Вот он, единственный изъян в величии Шоу. Этот писатель не может стать поистине великим только потому, что ему трудно угодить. В нем нет смирения — самого мятежного из наших свойств, — и потому он так настойчиво проповедует сверхчеловека. Много лет он ругал людей за их отсталость и вдруг обнаружил со свойственным ему умом, что обычный, двуногий человек навряд ли может быть прогрессивным. Усомнившись в том, что человек и прогресс совместимы, всякий, кому угодить легко, махнул бы рукой на прогресс и остался с людьми. Но Шоу угодить трудно, и он, отбросив человечество со всеми его слабостями, предался прогрессу ради прогресса. Если существующий человек не способен принять новую философию, Шоу ищет не нового учения, а нового человека. Поясним сравнением: убедившись в том, что ребенок не ест какой–то пищи, нянька не просит дать что–нибудь другое, а выбрасывает из окна ребенка и требует нового. Шоу не может понять, что мы ценим и любим человека — пьющего пиво, создающего веры, драчливого, слабого, чувствительного, достойного человека. Все, что основано на нем, бессмертно; все, что основано на мифе о сверхчеловеке, гибнет вместе с породившими его цивилизациями.

О книгах про светских людей и о светском круге

Собственно говоря, полезней читать плохие книги, чем хорошие. Хорошая книга поведает нам об одной душе, плохая — о многих. Хороший роман расскажет нам о герое, плохой — об авторе. Мало того: он расскажет нам о читателе, и, как ни странно, тем больше, чем циничней и низменней была причина, побудившая автора писать. Чем бесчестней книга как книга, тем честнее она как свидетельство. Искренняя повесть являет нам простоту одного человека, неискренняя — простоту человечества. То, к чему люди пришли по размышлении, можно найти в свитках законов и писаний; то, чем они живут, сами того не сознавая, — в «дешевом чтиве». Как многие истинно культурные люди, вы почерпнете из хороших книг лишь вкус к хорошим книгам. Плохие научат править странами и разбираться в карте рода человеческого.
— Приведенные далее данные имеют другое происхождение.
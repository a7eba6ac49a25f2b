pub mod azimuth;
pub mod config;
pub mod coverage;
pub mod route;
pub mod shadow_geometry;
pub mod sun_position;
pub mod types;

pub use azimuth::{compute_azimuth, normalize_degrees, offset_point, perpendicular_bearing};
pub use config::{EngineConfig, Scenario, DEFAULT_PATH_WIDTH_METERS};
pub use coverage::{
    best_sample, compute_coverage, compute_coverage_parallel, is_shadow_on_path, ShadowEngine,
};
pub use route::{discover_structures, records_on_side, StructureInfo, StructureSource};
pub use shadow_geometry::{compute_shadow_length, shadow_azimuth, shadow_tip};
pub use sun_position::{compute_solar_position, solar_position_at, SunCalculator};
pub use types::{
    CoverageResult, CoverageSample, GeoPoint, PathSide, ShadowError, ShadowLength, SolarPosition,
    StructureRecord, TimeContext,
};
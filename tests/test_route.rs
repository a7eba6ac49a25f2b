use std::collections::HashMap;

use shade_route::azimuth::{offset_point, METERS_PER_DEGREE};
use shade_route::config::EngineConfig;
use shade_route::coverage::compute_coverage;
use shade_route::route::*;
use shade_route::types::*;

macro_rules! assert_approx {
    ($left:expr, $right:expr, $tol:expr) => {
        let (l, r) = ($left as f64, $right as f64);
        assert!(
            (l - r).abs() <= $tol,
            "assert_approx failed: left={}, right={}, diff={}, tol={}",
            l, r, (l - r).abs(), $tol
        );
    };
}

/// Three points heading due north, about 111 m apart.
fn north_route() -> Vec<GeoPoint> {
    vec![
        GeoPoint::new(40.0, -74.0),
        GeoPoint::new(40.001, -74.0),
        GeoPoint::new(40.002, -74.0),
    ]
}

fn config() -> EngineConfig {
    EngineConfig {
        probe_radius_meters: 3.0,
        ..EngineConfig::default()
    }
}

fn known(location: GeoPoint, height: f64) -> KnownStructure {
    KnownStructure {
        location,
        info: StructureInfo {
            height_meters: height,
            kind: "residential".to_string(),
        },
    }
}

fn tags(pairs: &[(&str, &str)]) -> HashMap<String, String> {
    pairs
        .iter()
        .map(|(k, v)| (k.to_string(), v.to_string()))
        .collect()
}

// ── Distances ──

#[test]
fn test_cumulative_distances_along_meridian() {
    let distances = cumulative_distances(&north_route());
    assert_eq!(distances.len(), 3);
    assert_eq!(distances[0], 0.0);
    assert_approx!(distances[1], 111.2, 0.5);
    assert_approx!(distances[2], 2.0 * distances[1], 1e-6);
    assert_approx!(route_length_meters(&north_route()), distances[2], 1e-12);
}

#[test]
fn test_single_point_route_has_zero_length() {
    let route = [GeoPoint::new(1.0, 1.0)];
    assert_eq!(cumulative_distances(&route), vec![0.0]);
    assert_eq!(route_length_meters(&route), 0.0);
}

// ── Tag interpretation ──

#[test]
fn test_height_from_height_tag() {
    let info = StructureInfo::from_tags(&tags(&[("height", "15"), ("building:levels", "9")]));
    assert_eq!(info.height_meters, 15.0);
}

#[test]
fn test_height_from_levels() {
    let info = StructureInfo::from_tags(&tags(&[("building:levels", "4"), ("building", "yes")]));
    assert_eq!(info.height_meters, 12.0);
    assert_eq!(info.kind, "yes");
}

#[test]
fn test_height_defaults_when_untagged() {
    let info = StructureInfo::from_tags(&tags(&[("height", "unknown")]));
    assert_eq!(info.height_meters, DEFAULT_STRUCTURE_HEIGHT_METERS);
    assert_eq!(info.kind, "unknown");
}

#[test]
fn test_kind_prefers_building_type() {
    let info = StructureInfo::from_tags(&tags(&[("building:type", "office"), ("building", "yes")]));
    assert_eq!(info.kind, "office");
}

// ── Static source ──

#[test]
fn test_static_source_returns_nearest_within_radius() {
    let here = GeoPoint::new(40.0, -74.0);
    let near = GeoPoint::new(40.0 + 1.0 / METERS_PER_DEGREE, -74.0);
    let nearer = GeoPoint::new(40.0 + 0.5 / METERS_PER_DEGREE, -74.0);
    let source = StaticStructureSource::new(vec![known(near, 10.0), known(nearer, 20.0)], 3.0);

    assert_eq!(source.probe(here).unwrap().height_meters, 20.0);
    assert!(source.probe(GeoPoint::new(41.0, -74.0)).is_none());
}

// ── Discovery ──

#[test]
fn test_discovery_without_structures_is_empty() {
    let source = StaticStructureSource::new(Vec::new(), 3.0);
    let records = discover_structures(&north_route(), &source, &config()).unwrap();
    assert!(records.is_empty());
}

#[test]
fn test_discovery_probes_each_side() {
    let route = north_route();
    let offset = 2.0 + 5.0;
    let left_of_first = offset_point(route[0], route[1], PathSide::Left, offset);
    let right_of_second = offset_point(route[1], route[2], PathSide::Right, offset);
    let source = StaticStructureSource::new(
        vec![known(left_of_first, 18.0), known(right_of_second, 9.0)],
        3.0,
    );

    let records = discover_structures(&route, &source, &config()).unwrap();
    assert_eq!(records.len(), 2);

    assert_eq!(records[0].path_side, PathSide::Left);
    assert_eq!(records[0].height_meters, 18.0);
    assert_eq!(records[0].distance_from_route_start_meters, 0.0);
    assert_approx!(records[0].facade_azimuth_deg, 0.0, 1e-9);

    assert_eq!(records[1].path_side, PathSide::Right);
    assert_eq!(records[1].height_meters, 9.0);
    assert_approx!(records[1].distance_from_route_start_meters, 111.2, 0.5);
}

#[test]
fn test_discovered_records_are_sorted_and_usable() {
    let route = north_route();
    let offset = 7.0;
    let mut structures = Vec::new();
    for segment in route.windows(2) {
        for side in [PathSide::Left, PathSide::Right] {
            structures.push(known(offset_point(segment[0], segment[1], side, offset), 12.0));
        }
    }
    let source = StaticStructureSource::new(structures, 3.0);
    let records = discover_structures(&route, &source, &config()).unwrap();

    assert_eq!(records.len(), 4);
    assert_eq!(records[0].path_side, PathSide::Left);
    assert_eq!(records[1].path_side, PathSide::Right);
    for pair in records.windows(2) {
        assert!(
            pair[0].distance_from_route_start_meters <= pair[1].distance_from_route_start_meters
        );
    }

    let right = records_on_side(&records, PathSide::Right);
    assert_eq!(right.len(), 2);
    let position = SolarPosition {
        declination_deg: 0.0,
        hour_angle_deg: 0.0,
        elevation_deg: 30.0,
        azimuth_deg: 0.0,
    };
    let result = compute_coverage(&right, &position, 2.0).unwrap();
    assert_approx!(result.coverage_percent, 100.0, 1e-9);
}

struct BrokenSource;

impl StructureSource for BrokenSource {
    fn probe(&self, _point: GeoPoint) -> Option<StructureInfo> {
        Some(StructureInfo {
            height_meters: -4.0,
            kind: "unknown".to_string(),
        })
    }
}

#[test]
fn test_invalid_probed_height_is_an_error() {
    assert!(matches!(
        discover_structures(&north_route(), &BrokenSource, &config()),
        Err(ShadowError::InvalidHeight(_))
    ));
}

#[test]
fn test_invalid_route_point_is_an_error() {
    let route = vec![GeoPoint::new(95.0, 0.0), GeoPoint::new(40.0, 0.0)];
    let source = StaticStructureSource::new(Vec::new(), 3.0);
    assert!(matches!(
        discover_structures(&route, &source, &config()),
        Err(ShadowError::InvalidLatitude(_))
    ));
}

#[test]
fn test_known_structure_json_is_flat() {
    let s: KnownStructure = serde_json::from_str(
        r#"{"location": {"latitude": 1.0, "longitude": 2.0}, "height_meters": 12.0}"#,
    )
    .unwrap();
    assert_eq!(s.info.height_meters, 12.0);
    assert_eq!(s.info.kind, "unknown");
}
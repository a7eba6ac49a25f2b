use std::path::PathBuf;

use anyhow::{Context, Result};
use clap::{Parser, Subcommand};
use serde::Serialize;
use tracing::info;
use tracing_subscriber::EnvFilter;

use shade_route::coverage::best_sample;
use shade_route::shadow_geometry::compute_shadow_length;
use shade_route::sun_position::compute_solar_position;
use shade_route::{
    CoverageResult, CoverageSample, EngineConfig, Scenario, ShadowEngine, ShadowLength,
    SolarPosition, StructureRecord, TimeContext,
};

#[derive(Debug, Parser)]
#[command(name = "shade-route", about = "Shadow coverage along a route")]
struct Args {
    /// Scenario JSON file
    #[arg(short, long)]
    scenario: PathBuf,

    /// Engine settings JSON file, replacing the scenario's `engine` block
    #[arg(short, long)]
    config: Option<PathBuf>,

    /// Minimum shadow length in metres that shades the path
    #[arg(long)]
    path_width: Option<f64>,

    #[command(subcommand)]
    command: Command,
}

#[derive(Debug, Subcommand)]
enum Command {
    /// Sun position for the scenario's moment
    Position {
        /// Also report the shadow of a structure of this height
        #[arg(long)]
        height: Option<f64>,
    },
    /// Shadow coverage at the scenario's moment
    Coverage {
        /// Evaluate segments on the thread pool
        #[arg(long)]
        parallel: bool,
    },
    /// Shadow coverage sampled through the scenario's day
    Timeline {
        #[arg(long, default_value_t = 6.0)]
        start: f64,
        #[arg(long, default_value_t = 18.0)]
        end: f64,
        /// Hours between samples, at least one minute
        #[arg(long)]
        interval: Option<f64>,
        #[arg(long)]
        progress: bool,
    },
}

#[derive(Serialize)]
struct PositionReport {
    time: TimeContext,
    position: SolarPosition,
    #[serde(skip_serializing_if = "Option::is_none")]
    shadow: Option<ShadowLength>,
}

#[derive(Serialize)]
struct CoverageReport<'a> {
    time: TimeContext,
    position: SolarPosition,
    structures: &'a [StructureRecord],
    result: CoverageResult,
    coverage_percent_rounded: f64,
}

#[derive(Serialize)]
struct TimelineReport<'a> {
    day_of_year: u32,
    samples: &'a [CoverageSample],
    best: Option<&'a CoverageSample>,
}

fn print_json<T: Serialize>(value: &T) -> Result<()> {
    println!("{}", serde_json::to_string_pretty(value)?);
    Ok(())
}

fn main() -> Result<()> {
    tracing_subscriber::fmt()
        .with_env_filter(
            EnvFilter::try_from_default_env().unwrap_or_else(|_| EnvFilter::new("info")),
        )
        .with_writer(std::io::stderr)
        .init();

    let args = Args::parse();

    let mut scenario = Scenario::load(&args.scenario)
        .with_context(|| format!("failed to load scenario {}", args.scenario.display()))?;
    if let Some(path) = &args.config {
        scenario.engine = EngineConfig::load(path)
            .with_context(|| format!("failed to load engine config {}", path.display()))?;
    }
    if let Some(width) = args.path_width {
        scenario.engine.path_width_meters = width;
    }

    let time = scenario
        .time_context()
        .context("failed to resolve the scenario's moment")?;
    let latitude = scenario.location.latitude;

    match args.command {
        Command::Position { height } => {
            let position = compute_solar_position(latitude, &time)?;
            let shadow = height
                .map(|h| compute_shadow_length(h, position.elevation_deg))
                .transpose()?;
            print_json(&PositionReport {
                time,
                position,
                shadow,
            })
        }
        Command::Coverage { parallel } => {
            scenario.engine.parallel |= parallel;
            let engine = ShadowEngine::new(scenario.engine.clone())?;
            let structures = scenario.structure_records()?;
            let position = compute_solar_position(latitude, &time)?;
            let result = engine
                .calculate_coverage(&structures, &position)
                .context("coverage calculation failed")?;

            info!(
                "{} structures, {:.2}% of {:.1} m shaded",
                structures.len(),
                result.coverage_percent,
                result.total_distance_meters
            );
            print_json(&CoverageReport {
                time,
                position,
                structures: &structures,
                result,
                coverage_percent_rounded: result.rounded_percent(),
            })
        }
        Command::Timeline {
            start,
            end,
            interval,
            progress,
        } => {
            if let Some(interval) = interval {
                scenario.engine.hour_interval = interval;
            }
            scenario.engine.show_progress |= progress;
            let engine = ShadowEngine::new(scenario.engine.clone())?;
            let structures = scenario.structure_records()?;
            let samples = engine
                .coverage_timeline(&structures, latitude, time.day_of_year, start, end)
                .context("timeline calculation failed")?;

            if let Some(best) = best_sample(&samples) {
                info!(
                    "most shade at solar time {:.2} h: {:.2}%",
                    best.solar_time, best.result.coverage_percent
                );
            }
            print_json(&TimelineReport {
                day_of_year: time.day_of_year,
                samples: &samples,
                best: best_sample(&samples),
            })
        }
    }
}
Я могу привести занятный пример того, как слабые книги оказываются сильными, сильные — слабыми. Речь идет о явлении, которое мы условно назовем романами про аристократов или, точнее, про снобов. Если вы захотите найти убедительную, понятную и настойчивую защиту аристократии в хорошем, искреннем изложении, читайте не современных философов, склонных к консервативности, не ницшеанцев, а так называемые «колокольные книжки»[66]. Признаюсь честно, что у Ницше гораздо меньше убедительности; и он, и эти книжки делают одно и то же — в несколько женской, истерической манере боготворят высокого мужчину, атлета с могучими мышцами и завитыми усами. Но даже и здесь книжки заметно лучше, ибо они наделяют сильную личность добродетелями, которые ей нередко присущи, — добродушием, леностью, приветливостью и снисходительностью к слабым; Ницше же приписывает ей презрение к слабости, свойственное лишь калекам. Однако сейчас я веду речь не о второстепенных достоинствах немецкого философа, но о первостепенных достоинствах «дешевого чтива». Образ аристократа в чувствительных книжках для народа вполне удовлетворяет меня, ибо он помогает разобраться и в политике, и в философии. Встречаются в них и неточности — скажем, баронет именуется не так, как нужно, или пропасть, которую он одолел, слишком широка, — но сама идея аристократии и роль ее в делах человеческих воссозданы неплохо. Суть мечты об аристократе — великолепие и мужество; быть может, свойства эти несколько преувеличены, но уж никак не преуменьшены. Автор никогда не ошибется, сделав пропасть слишком узкой или титул незаметным. Однако над достойной старой литературой о светских людях вознеслась в наше время еще одна, иная. Претензий у нее несравненно больше, ценности в ней гораздо ниже. По чистой случайности (если это важно) такие книги много лучше написаны. Но философия там хуже, хуже этика, политика, и уж совсем плохи образы аристократии и человечества. Из книг, о которых я говорю, можно узнать, что делает с идеей аристократии умный человек; из приложений к «Фэмили хералд»[67] можно узнать, что делает идея аристократии с человеком, который не умеет самостоятельно мыслить А зная это, мы вправе полагать, что знаем историю Англии.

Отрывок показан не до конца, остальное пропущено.